Sometimes the questions are designed to bring lightness:

- What is the snack that you hate that you love? (Cheez-It Extra Toasty for me)

- What is your favorite emoji?


And sometimes the questions are crafted to remind us that we, too, are readers and writers:

- How are you taking care of your reading and writing life?

- What is your six-word memoir?

- What is the last book you read that you would recommend?


Many people have shared that they've lost their reading life in the pandemic. For me, it's been the opposite. My sleep (always troubled and interrupted, and now worse in these months) means I need a book at my bedside so I can fall asleep and fall back to sleep. I made a goal to read and support more BIPOC authors over the last two years. While I've read other books as well, lately I'm paying attention to how much I continue to learn and consider when I read fiction by Black and Brown writers.

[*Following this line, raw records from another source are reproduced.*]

//! Equality and relational comparison.
//!
//! Coercing equality follows the abstract equality algorithm of the ES3
//! lineage: same-type comparisons are strict, `null == undefined`,
//! number/string pairs compare numerically, and booleans coerce to
//! numbers. Objects compare by heap handle (reference identity).

use crate::runtime::Value;

/// Strict equality (`===`): no coercion, NaN unequal to itself, objects by
/// reference.
pub fn strict_equals(a: &Value, b: &Value) -> bool {
    a == b
}

/// Coercing equality (`==`).
pub fn abstract_equals(a: &Value, b: &Value) -> bool {
    match (a, b) {
        // Same-type comparisons fall through to strict equality.
        (Value::Undefined, Value::Undefined)
        | (Value::Null, Value::Null)
        | (Value::Boolean(_), Value::Boolean(_))
        | (Value::Number(_), Value::Number(_))
        | (Value::String(_), Value::String(_))
        | (Value::Object(_), Value::Object(_))
        | (Value::Function(_), Value::Function(_)) => strict_equals(a, b),

        // null == undefined
        (Value::Null, Value::Undefined) | (Value::Undefined, Value::Null) => true,

        // Number/string pairs compare numerically.
        (Value::Number(n), Value::String(s)) | (Value::String(s), Value::Number(n)) => {
            let parsed = Value::String(s.clone()).to_number();
            if n.is_nan() || parsed.is_nan() {
                false
            } else {
                *n == parsed
            }
        }

        // Booleans coerce to numbers and the comparison restarts.
        (Value::Boolean(flag), other) | (other, Value::Boolean(flag)) => {
            let n = if *flag { 1.0 } else { 0.0 };
            abstract_equals(&Value::Number(n), other)
        }

        // Object-to-primitive conversion is not modelled; such pairs
        // compare unequal.
        _ => false,
    }
}

/// Relational comparison (`<`, `<=`, `>`, `>=`). Two strings compare
/// lexicographically by code unit; any other pair compares numerically,
/// with NaN making every relation false.
pub fn relational(
    a: &Value,
    b: &Value,
    numeric: fn(f64, f64) -> bool,
    lexical: fn(&str, &str) -> bool,
) -> bool {
    match (a, b) {
        (Value::String(x), Value::String(y)) => lexical(x, y),
        _ => numeric(a.to_number(), b.to_number()),
    }
}

#[cfg(test)]
mod tests {
    use super::*;

    #[test]
    fn test_null_equals_undefined_loosely() {
        assert!(abstract_equals(&Value::Null, &Value::Undefined));
        assert!(!strict_equals(&Value::Null, &Value::Undefined));
    }

    #[test]
    fn test_number_string_coercion() {
        assert!(abstract_equals(
            &Value::Number(5.0),
            &Value::String("5".to_string())
        ));
        assert!(!abstract_equals(
            &Value::Number(5.0),
            &Value::String("5x".to_string())
        ));
    }

    #[test]
    fn test_boolean_coerces_to_number() {
        assert!(abstract_equals(
            &Value::Boolean(true),
            &Value::String("1".to_string())
        ));
        assert!(abstract_equals(&Value::Boolean(false), &Value::Number(0.0)));
    }

    #[test]
    fn test_nan_comparisons() {
        let nan = Value::Number(f64::NAN);
        assert!(!abstract_equals(&nan, &nan));
        assert!(!strict_equals(&nan, &nan));
        assert!(!relational(&nan, &Value::Number(1.0), |a, b| a < b, |a, b| a < b));
    }

    #[test]
    fn test_objects_compare_by_handle() {
        assert!(abstract_equals(&Value::Object(2), &Value::Object(2)));
        assert!(!abstract_equals(&Value::Object(2), &Value::Object(3)));
    }

    #[test]
    fn test_string_relational_is_lexical() {
        let a = Value::String("apple".to_string());
        let b = Value::String("banana".to_string());
        assert!(relational(&a, &b, |x, y| x < y, |x, y| x < y));
        // Mixed pairs go numeric: "10" < 9 is false.
        assert!(!relational(
            &Value::String("10".to_string()),
            &Value::Number(9.0),
            |x, y| x < y,
            |x, y| x < y
        ));
    }
}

This past week I've read Luster by Raven Leilani. It is the story of Edie, a Black woman in her twenties who meets Eric, a White married man living in New Jersey. Eric has an open marriage and across the book, Edie comes to live with Eric, his wife, and their adopted Black daughter Akila. The craft is exquisite and the story fierce. And over and over, it is helping me to (re)examine Whiteness. The characters are teaching me ways I falter, ways I fail, and ways to work harder.


When I step away from my work, I find that more than anything I want these months to leave a mark that is not only fear and anxiety (and exhaustion) but also the mark of my own personal growth. I am grateful for the writers whose labor can help me to do better. For me, that's always been the point of teaching reading.